Set down each entry from the block beneath, exactly as written.

Exercise data section start

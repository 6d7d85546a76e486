//! Uniform response envelope. Every command, whatever its fate, is
//! answered with the same shape so callers can branch on `status` alone.

use crate::errors::AutomationError;
use serde::Serialize;
use serde_json::Value;

#[derive(Debug, Clone, Copy, PartialEq, Eq, Serialize)]
#[serde(rename_all = "lowercase")]
pub enum Status {
    Success,
    Error,
}

#[derive(Debug, Clone, Serialize)]
pub struct ErrorBody {
    pub kind: &'static str,
    pub detail: String,
}

#[derive(Debug, Serialize)]
pub struct Response {
    pub status: Status,
    pub action: String,
    pub message: String,
    #[serde(skip_serializing_if = "Option::is_none")]
    pub data: Option<Value>,
    #[serde(skip_serializing_if = "Option::is_none")]
    pub error: Option<ErrorBody>,
}

impl Response {
    pub fn success(action: &str, message: impl Into<String>, data: Value) -> Self {
        Self {
            status: Status::Success,
            action: action.to_string(),
            message: message.into(),
            data: Some(data),
            error: None,
        }
    }

    pub fn failure(action: &str, err: &AutomationError) -> Self {
        Self {
            status: Status::Error,
            action: action.to_string(),
            message: err.to_string(),
            data: None,
            error: Some(ErrorBody {
                kind: err.kind(),
                detail: err.to_string(),
            }),
        }
    }

    /// Failure that still carries partial progress, e.g. a form fill that
    /// completed some fields before faulting.
    pub fn failure_with_progress(action: &str, err: &AutomationError, progress: Value) -> Self {
        let mut response = Self::failure(action, err);
        response.data = Some(progress);
        response
    }

    pub fn is_success(&self) -> bool {
        self.status == Status::Success
    }
}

Exercise data section end

- Written response
repository 6d7d85546a76e486
//! Uniform response envelope. Every command, whatever its fate, is
//! answered with the same shape so callers can branch on `status` alone.

use crate::errors::AutomationError;
use serde::Serialize;
use serde_json::Value;

#[derive(Debug, Clone, Copy, PartialEq, Eq, Serialize)]
#[serde(rename_all = "lowercase")]
pub enum Status {
    Success,
    Error,
}

#[derive(Debug, Clone, Serialize)]
pub struct ErrorBody {
    pub kind: &'static str,
    pub detail: String,
}

#[derive(Debug, Serialize)]
pub struct Response {
    pub status: Status,
    pub action: String,
    pub message: String,
    #[serde(skip_serializing_if = "Option::is_none")]
    pub data: Option<Value>,
    #[serde(skip_serializing_if = "Option::is_none")]
    pub error: Option<ErrorBody>,
}

impl Response {
    pub fn success(action: &str, message: impl Into<String>, data: Value) -> Self {
        Self {
            status: Status::Success,
            action: action.to_string(),
            message: message.into(),
            data: Some(data),
            error: None,
        }
    }

    pub fn failure(action: &str, err: &AutomationError) -> Self {
        Self {
            status: Status::Error,
            action: action.to_string(),
            message: err.to_string(),
            data: None,
            error: Some(ErrorBody {
                kind: err.kind(),
                detail: err.to_string(),
            }),
        }
    }

    /// Failure that still carries partial progress, e.g. a form fill that
    /// completed some fields before faulting.
    pub fn failure_with_progress(action: &str, err: &AutomationError, progress: Value) -> Self {
        let mut response = Self::failure(action, err);
        response.data = Some(progress);
        response
    }

    pub fn is_success(&self) -> bool {
        self.status == Status::Success
    }
}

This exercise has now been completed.